So, i was pumping some random colours into a string at random locations,

So, i was pumping some random colours into a string at random locations, but the effect is un-pleasing, because its random. So pixels that were lit, get updated several times, while some remain unlit for quite some time.

so i want to test if the pixel was lit, and favour unlit pixels

which is better?

oldcolor = leds[i];
if (oldcolor != black)

or

if (leds[i])

Cheers

Unless this is in an inner loop, I’d go for whichever is easier to read and maintain.

If it is in an inner loop, benchmark it for a few seconds and see if there’s a practical difference; I bet there isn’t really.

My personally, I’d write
if( leds[i] ) …
but that’s partly because I’m a longtime C coder and that reads naturally to me in my head. It’s probably a tiny bit smaller and a tiny bit faster, but probably not enough to outweigh your personal preferences in terms of style and legibility.

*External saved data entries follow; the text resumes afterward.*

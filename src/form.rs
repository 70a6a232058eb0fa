//! Create/edit form submission rules.
//!
//! Submitting is only possible with a non-blank title. Title and description
//! are trimmed on the way in; status is taken as selected.

use crate::error::FormError;
use crate::fields::TaskStatus;
use crate::task::Task;

/// Values the user entered in the task form.
#[derive(Debug, Clone, Default, PartialEq, Eq)]
pub struct FormValues {
    pub title: String,
    pub description: String,
    pub status: TaskStatus,
}

impl FormValues {
    /// Form pre-filled from an existing task.
    pub fn from_task(task: &Task) -> Self {
        Self {
            title: task.title.clone(),
            description: task.description.clone(),
            status: task.status,
        }
    }

    /// Whether the submit action is enabled.
    pub fn can_submit(&self) -> bool {
        !self.title.trim().is_empty()
    }

    fn trimmed(&self) -> Result<(String, String), FormError> {
        let title = self.title.trim();
        if title.is_empty() {
            return Err(FormError::EmptyTitle);
        }
        Ok((title.to_string(), self.description.trim().to_string()))
    }
}

/// Build a new task created at `now`. The id is the creation timestamp.
pub fn build_new_task(values: &FormValues, now: i64) -> Result<Task, FormError> {
    let (title, description) = values.trimmed()?;
    Ok(Task {
        id: now.to_string(),
        title,
        description,
        status: values.status,
        created_at: now,
        updated_at: now,
    })
}

/// Apply form values to `original`. `id` and `created_at` carry over unchanged.
pub fn apply_edit(original: &Task, values: &FormValues, now: i64) -> Result<Task, FormError> {
    let (title, description) = values.trimmed()?;
    Ok(Task {
        title,
        description,
        status: values.status,
        updated_at: now.max(original.created_at),
        ..original.clone()
    })
}

#[cfg(test)]
mod tests {
    use pretty_assertions::assert_eq;
    use rstest::rstest;

    use super::*;
    use crate::task::test_support::task;

    fn values(title: &str, description: &str, status: TaskStatus) -> FormValues {
        FormValues {
            title: title.into(),
            description: description.into(),
            status,
        }
    }

    #[rstest]
    #[case("", false)]
    #[case("   ", false)]
    #[case("\t", false)]
    #[case("x", true)]
    #[case("  Buy milk ", true)]
    fn submit_requires_a_title(#[case] title: &str, #[case] enabled: bool) {
        assert_eq!(values(title, "", TaskStatus::Pending).can_submit(), enabled);
    }

    #[test]
    fn new_task_is_trimmed_and_pending_by_default() {
        let form = FormValues {
            title: " Buy milk ".into(),
            ..FormValues::default()
        };
        let task = build_new_task(&form, 1_720_100_000_000).unwrap();
        assert_eq!(task.title, "Buy milk");
        assert_eq!(task.description, "");
        assert_eq!(task.status, TaskStatus::Pending);
        assert_eq!(task.created_at, task.updated_at);
        assert_eq!(task.id, "1720100000000");
    }

    #[test]
    fn new_task_keeps_selected_status() {
        let form = values("Done already", "  notes  ", TaskStatus::Completed);
        let task = build_new_task(&form, 5).unwrap();
        assert_eq!(task.status, TaskStatus::Completed);
        assert_eq!(task.description, "notes");
    }

    #[test]
    fn blank_title_is_rejected() {
        assert_eq!(
            build_new_task(&values("  ", "desc", TaskStatus::Pending), 5),
            Err(FormError::EmptyTitle)
        );
        let original = task("a", "A", TaskStatus::Pending);
        assert_eq!(
            apply_edit(&original, &values("", "", TaskStatus::Pending), 5),
            Err(FormError::EmptyTitle)
        );
    }

    #[test]
    fn edit_carries_over_identity_and_creation_time() {
        let original = task("task-001", "Review weekly goals", TaskStatus::Pending);
        let form = values(" Review monthly goals ", " quarterly too ", TaskStatus::Pending);
        let edited = apply_edit(&original, &form, 9_000).unwrap();

        assert_eq!(edited.id, original.id);
        assert_eq!(edited.created_at, original.created_at);
        assert_eq!(edited.title, "Review monthly goals");
        assert_eq!(edited.description, "quarterly too");
        assert_eq!(edited.updated_at, 9_000);
        // editing never completes a task on its own
        assert_eq!(edited.status, TaskStatus::Pending);
    }

    #[test]
    fn edit_never_stamps_before_creation() {
        let original = task("a", "A", TaskStatus::Pending);
        let edited = apply_edit(&original, &FormValues::from_task(&original), 10).unwrap();
        assert_eq!(edited.updated_at, original.created_at);
    }

    #[test]
    fn from_task_prefills_every_field() {
        let mut t = task("a", "Title", TaskStatus::Completed);
        t.description = "Body".into();
        assert_eq!(FormValues::from_task(&t), values("Title", "Body", TaskStatus::Completed));
    }
}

Which do you like the look of, personally?

wait…I need random…!

Hi Stuart - I use a list of non-repeating random numbers for this:

int randomTable[NUM_LEDS];
// create non-repeating randomised table
// Start off ordered, randomTable[0]=0, randomTable[1]=1… etc…
for (int range = 0; range < NUM_LEDS; range++) {
randomTable[range] = range;
}
// Random shuffle, so, randomTable[0]=38, randomTable[1]=13… etc…
for (int shuffle = 0; shuffle < NUM_LEDS - 1; shuffle++) {
int myrand = shuffle + random(NUM_LEDS - shuffle);
int save = randomTable[shuffle];
randomTable[shuffle] = randomTable[myrand];
randomTable[myrand] = save;
}

Then instead of using ‘i’ for your LED in your loop using the table:

for (int i = 0; i < NUM_LEDS; i++) {
leds[randomTable[i]] = //whatever
}

Mark would probably be able to re-code that into a single line of code :wink:

Many thanks @Mark_Ortiz ​, I may use that, @Mark_Kriegsman ​ o wasn’t sure if
if (led[I])
Was going to be possible, but while I read it as meaning the I’th led contains light (therefore its not black) I see lots of people using the old
color != black
Method.

Many thanks!

Also worth noting that random8() will return a ‘random number’ from 0…255 much much faster than Arduino standard library random(). Use random16() if you need larger numbers 0…65535.

You can also use
j = random8( 10 ); // 0…9
or
j = random8( 10, 20); // 10…19

I often use
j = random16( NUM_LEDS );
when I need to choose a random pixel quickly.

The sequence does repeat, but the repeat period is pretty long (65535 calls). To add entropy, I put this at the top of my loop() function:

random16_add_entropy( random() );

This adds entropy from a higher-bit-width entropy pool to the FastLED fast PRNG pool, ensuring virtually undetectable levels of repeat/patterns.

See longer discussion at github issue #82, and related post here https://plus.google.com/112916219338292742137/posts/184Qd9fHK6g

Ah, you know I keep forgetting that FastLED contains functions like that. I may have to create a cheat sheet.

Thanks @Mark_Kriegsman ​, I’m gonna gist that example.

Just a quick note about my code. It’s artificial - but ‘looks’ more random in a pleasing way. A bulb is never reused until the all the rest have been. Its great for strobe effects.

Yep. There are definitely times when a shuffled deck is what you want.